[12 de junio de 2008]
Enda Berger buscaba con su lengua en la boca de Barry Cowen. Éste movía de forma desmañada e inexperta sus manos abiertas, que se extendían como una yedra sobre el trasero de ella. No había besado a muchas chicas a sus trece años, aunque no era la primera vez que Enda y él se entregaban a la torpe pasión adolescente. Ella pareció encontrar lo que buscaba y se dio a la retirada con un botín muy jugoso.
—Tengo tu chicle —dijo con cara maliciosa—. Sabe a ti y lo voy a llevar en la boca hasta mañana. Éste va a ser el beso más largo de la historia.
Él la miraba atentamente en silencio mientras sujetaba los libros del colegio bajo el brazo. A esa edad, ellas siempre llevan la iniciativa, puede que a cualquier edad lo hagan.

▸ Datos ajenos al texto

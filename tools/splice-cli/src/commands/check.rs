//! Check that the export tools are usable.

use splice_export::{Editor, FfprobeProbe};

pub fn run(editor: &Editor) -> anyhow::Result<()> {
    let config = editor.config();
    println!("Splice environment check");
    println!("========================\n");

    let engine = editor.engine();
    let engine_ok = engine.is_available();
    print_status(
        &format!("{} ({})", engine.name(), config.export.ffmpeg_path.display()),
        engine_ok,
    );

    let probe_ok = FfprobeProbe::new(&config.export.ffprobe_path).is_available();
    print_status(
        &format!("ffprobe ({})", config.export.ffprobe_path.display()),
        probe_ok,
    );

    println!("\n  Scratch dir: {}", config.scratch_dir.display());

    if engine_ok && probe_ok {
        println!("\nAll checks passed.");
        Ok(())
    } else {
        Err(anyhow::anyhow!(
            "Export tools missing; install ffmpeg or set the paths in the config file"
        ))
    }
}

fn print_status(label: &str, ok: bool) {
    let mark = if ok { "OK" } else { "MISSING" };
    println!("  [{mark:>7}] {label}");
}
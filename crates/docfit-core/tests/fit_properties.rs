//! End-to-end properties of document fitting

use docfit_core::{
    fit_document_for_provider, DocumentFitter, FitPath, FitRequest, FitterConfig, Provider,
    ProviderRegistry, KNOWN_PROVIDER_PROFILES,
};

const PROVIDERS: &[&str] = &["openai", "azure", "ollama", "deepseek", "unknown-provider"];
const STRATEGIES: &[&str] = &["aggressive", "balanced", "conservative", "preserve_all"];

fn chars(text: &str) -> usize {
    text.chars().count()
}

/// `count` lines of exactly 100 chars each (newline included).
fn lines(fill: char, count: usize) -> String {
    let mut line: String = std::iter::repeat(fill).take(99).collect();
    line.push('\n');
    line.repeat(count)
}

fn hard_ceiling(provider_id: &str) -> usize {
    ProviderRegistry::new().resolve(provider_id).hard_char_ceiling
}

#[test]
fn test_document_within_budget_is_returned_unchanged() {
    let registry = ProviderRegistry::new();
    for provider_id in PROVIDERS {
        let profile = registry.resolve(provider_id);
        let fitter = DocumentFitter::default();
        let budget = fitter.budget_for(provider_id, Default::default(), None);
        let size = budget.char_ceiling.min(profile.hard_char_ceiling);

        let doc = "ö".repeat(size);
        let result = fit_document_for_provider(&doc, None, provider_id, None, "balanced");

        assert_eq!(result.path, FitPath::Direct, "provider {}", provider_id);
        assert!(!result.truncated);
        assert_eq!(result.text, doc);
        assert_eq!(result.original_size, size);
        assert_eq!(result.optimized_size, size);
    }
}

#[test]
fn test_output_never_exceeds_hard_ceiling() {
    let sizes = [1, 5_000, 95_000, 200_000, 400_000, 700_000];
    for provider_id in PROVIDERS {
        for strategy in STRATEGIES {
            for size in sizes {
                let doc = lines('q', size / 100 + 1);
                let result = fit_document_for_provider(&doc, None, provider_id, None, strategy);

                assert!(
                    result.optimized_size <= hard_ceiling(provider_id),
                    "{} / {} / {} chars -> {}",
                    provider_id,
                    strategy,
                    size,
                    result.optimized_size
                );
                assert!(!result.text.is_empty());
                assert!(result.optimized_size <= result.original_size);
                assert_eq!(result.optimized_size, chars(&result.text));
                assert!(result.error.is_none());
            }
        }
    }
}

#[test]
fn test_fitting_is_non_expanding() {
    let doc = lines('r', 8_000);
    for provider_id in PROVIDERS {
        let first = fit_document_for_provider(&doc, None, provider_id, None, "balanced");
        let second = fit_document_for_provider(&first.text, None, provider_id, None, "balanced");

        assert!(second.optimized_size <= first.optimized_size);
        assert_eq!(second.text, first.text, "provider {}", provider_id);
        assert!(!second.truncated);
    }
}

#[test]
fn test_small_openai_document() {
    let doc = "x".repeat(100);
    let result = fit_document_for_provider(&doc, None, "openai", None, "balanced");

    assert_eq!(result.text, doc);
    assert!(!result.truncated);
    assert_eq!(result.original_size, 100);
    assert_eq!(result.optimized_size, 100);
}

#[test]
fn test_empty_input() {
    let result = fit_document_for_provider("", None, "azure", None, "preserve_all");

    assert_eq!(result.text, "");
    assert!(!result.truncated);
    assert_eq!(result.original_size, 0);
    assert_eq!(result.optimized_size, 0);
    assert!(result.error.is_some());
}

#[test]
fn test_azure_500k_document_is_truncated_without_split() {
    let doc = lines('a', 5_000);
    assert_eq!(chars(&doc), 500_000);

    let result = fit_document_for_provider(&doc, None, "azure", None, "preserve_all");

    assert!(result.truncated);
    assert!(!result.split);
    assert_eq!(result.path, FitPath::SimpleTruncate);
    assert!(result.optimized_size <= 500_000);
    assert!(result.optimized_size <= 350_000);
    assert!(result.text.contains("## DOCUMENT INFO"));
    assert!(result.text.contains("500000"));
}

#[test]
fn test_simple_truncate_does_not_inspect_content() {
    // 600k chars: over the azure hard ceiling, under the must-split threshold.
    // The keyword sits in the middle third, past the kept head.
    let mut doc = lines('b', 3_800);
    doc.push_str("test senaryosu: the login screen must reject empty passwords\n");
    doc.push_str(&lines('b', 2_200));

    let result = fit_document_for_provider(&doc, None, "azure", None, "balanced");

    assert_eq!(result.path, FitPath::SimpleTruncate);
    assert!(result.truncated);
    assert!(!result.split);
    assert!(!result.text.contains("test senaryosu"));
}

#[test]
fn test_huge_azure_document_is_sectioned() {
    // 1.1M chars in 100-char lines: 28 sections of at most 40k chars
    let mut all_lines: Vec<String> = Vec::with_capacity(11_000);
    all_lines.push(format!("{:<99}\n", "Introduction"));
    for _ in 1..10_999 {
        all_lines.push(lines('x', 1));
    }
    all_lines.push(format!("{:<99}\n", "Conclusion"));
    all_lines[6_000] = format!("{:<99}\n", "Test senaryosu 42: export must finish");
    let doc: String = all_lines.concat();
    assert_eq!(chars(&doc), 1_100_000);

    let result = fit_document_for_provider(&doc, None, "azure", None, "preserve_all");

    assert_eq!(result.path, FitPath::SectionedSplit);
    assert!(result.truncated);
    assert!(result.split);
    assert!(result.optimized_size <= 350_000);
    assert_eq!(result.section_count, Some(28));
    // head, three fillers, the keyword section and the tail
    assert_eq!(result.selected_section_count, Some(6));
    assert!(result.text.contains("Introduction"));
    assert!(result.text.contains("Test senaryosu 42"));
    assert!(result.text.contains("Conclusion"));
}

#[test]
fn test_stage_failure_falls_back_to_emergency() {
    let mut profile = ProviderRegistry::new().get(Provider::DeepSeek);
    profile.hard_char_ceiling = 150;
    let config = FitterConfig {
        providers: vec![profile],
        ..FitterConfig::default()
    };
    let fitter = DocumentFitter::new(config).unwrap();

    let doc = lines('e', 50);
    let result = fitter.fit(FitRequest::new(&doc, "deepseek"));

    assert_eq!(result.path, FitPath::Emergency);
    assert!(result.is_valid);
    assert!(result.truncated);
    assert!(result.optimized_size <= 150);
    assert!(result.text.starts_with("eee"));
    assert!(result.error.unwrap().contains("optimization error"));
}

#[test]
fn test_structure_is_returned_untouched() {
    let structure = serde_json::json!({ "tables": [{ "rows": 3 }], "images": 2 });
    let doc = lines('s', 6_000);

    let result =
        fit_document_for_provider(&doc, Some(structure.clone()), "azure", None, "balanced");

    assert!(result.truncated);
    assert_eq!(result.structure, Some(structure));
}

#[test]
fn test_explicit_token_ceiling_overrides_profile() {
    let fitter = DocumentFitter::default();
    let doc = "w".repeat(3_000);

    let result = fitter.fit(
        FitRequest::new(&doc, "openai")
            .with_token_ceiling(1_000)
            .with_strategy("preserve_all"),
    );
    assert_eq!(result.char_ceiling, 4_000);
    assert_eq!(result.path, FitPath::Direct);

    let ignored = fitter.fit(FitRequest::new(&doc, "openai").with_token_ceiling(0));
    assert_eq!(ignored.char_ceiling, 471_040);
}

#[test]
fn test_builtin_profiles_are_listed_at_crate_root() {
    let fitter = DocumentFitter::default();
    assert_eq!(KNOWN_PROVIDER_PROFILES.len(), 5);
    for builtin in KNOWN_PROVIDER_PROFILES {
        assert_eq!(fitter.registry().get(builtin.provider), *builtin);
    }
}

#[test]
fn test_output_never_exceeds_input_under_overrides() {
    let mut profile = ProviderRegistry::new().get(Provider::Azure);
    if let Some(split) = profile.split.as_mut() {
        split.must_split_threshold = 500;
    }
    let config = FitterConfig {
        providers: vec![profile],
        ..FitterConfig::default()
    };
    assert!(DocumentFitter::new(config).is_err());

    // Smallest accepted threshold: just above the hard ceiling
    let mut profile = ProviderRegistry::new().get(Provider::Azure);
    profile.hard_char_ceiling = 600;
    if let Some(split) = profile.split.as_mut() {
        split.must_split_threshold = 601;
        split.split_ceiling = 600;
        split.section_chars = 200;
    }
    let config = FitterConfig {
        providers: vec![profile],
        ..FitterConfig::default()
    };
    let fitter = DocumentFitter::new(config).unwrap();

    let doc = lines('p', 10);
    let result = fitter.fit(FitRequest::new(&doc, "azure").with_token_ceiling(100));
    assert!(result.optimized_size <= result.original_size);
    assert!(result.optimized_size <= 600);
}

—Lo tendré en mi boca mientras tome la cena con mis padres —prosiguió ella en un tono sedoso—. Mientras me cepille los dientes lo iré pasando de un lado a otro y lo mantendré a salvo.
Barry la miraba ya un poco más divertido. Le hacían mucha gracia las ocurrencias que inventaba Enda. Pensaba que podía estar toda su vida besando a aquella chica, abrazados como si fuese posible parar el tiempo y desafiar la vorágine del ritmo al que circulaban los adultos. A veces, la acercaba contra sí tan fuerte que sus latidos se tocaban y por momentos creía que se fundían en uno, pero nunca se lo dijo. Ella continuaba hablando:
—Y esta noche dormirá a salvo entre mis dientes, que lo protegerán, y descansará sobre mi lengua —en aquel momento Barry Cowen sufrió un sofoco y notó un estallido de deseo que iba desde los genitales hasta las orejas, que siempre estaban encendidas de calor. Enda continuó, ya sin poder aguantar la risa—, mi lengua caliente…
Barry sonrió. Se la había vuelto a jugar. Aquella chica sabía cómo hacerle sentir emociones tan fuertes que el corazón le sacudiera el pecho con la fuerza de la bomba de agua que tenía su abuelo para dar de beber a las vacas. Tan pronto vino, el sofoco se fue y un escalofrío de sudor le devolvió a la temperatura corporal normal.
—¡Dame un beso! —exigió la niña.
Él obedeció con tanta entrega que fue ella la que tuvo que ir apartándose poco a poco. Él sabía que aquella tarde le volverían a doler los testículos pero no le importaba. Enda se fue alejando despacio mientras caminaba de espaldas.
—Mira lo que tengo —dijo haciendo una gran pompa con el chicle.
Barry sonrió una vez más antes de darse la vuelta y llevarse cada segundo de aquel encuentro en su memoria para siempre.
Enda entró en su casa de la Bridge Street en Dundalk, en la República de Irlanda. Sus padres la esperaban en el salón.
—Enda, ¿puedes venir un momento, por favor? —sonó la siempre lineal y equidistante voz de su padre.
Su madre estaba sirviendo el té.
—¿Quieres un té, cariño? —el timbre de su madre indicaba que algo ocurría pero que podía contar con ella para echarle un cable.
—Sí, por favor —un apoyo de su madre siempre era bien recibido.
—¿Qué sabes de esto?
Su padre extendió la mano con un papel que ella tomó en las suyas y lo leyó.
—¿Qué significa? —preguntó con una voz muy diferente a la que utilizaba para provocar a Barry Cowen.
—Esperábamos que tú nos lo dijeses —pronunció su padre bajando un poco el tono, la expresión de su hija parecía sincera—. Es un telegrama internacional que te envían desde España. ¿A quién conoces tú en España? ¿Con quién hablas cuando te sientas delante del ordenador?
—Con mis amigas, papá —respondió ella defendiéndose—. No conozco a nadie en España, ¿qué ocurre? —dijo mirando a su madre un poco asustada.
—Nada, hija, no te preocupes —respondió ésta en un tono tranquilizador que sólo una madre puede alcanzar—. Ya te lo dije, Allan, la niña no sabe nada de esto. Debe de ser una broma de mal gusto.
—Creo que es hora de llamar a la policía, ahí fuera está lleno de pervertidos —dijo el padre levantándose del sillón.
—No la asustes más, serán chorradas de amigos del instituto. Ya hablaré yo con la madre de Bernice a ver si sabe algo.
—Mamá, yo no he hecho nada —dijo Enda escondida bajo aquella bruma de pecas que le cubría la cara.
—Lo sé, cariño, ve a lavarte las manos que vamos a cenar. ¡Y tira ese chicle a la basura!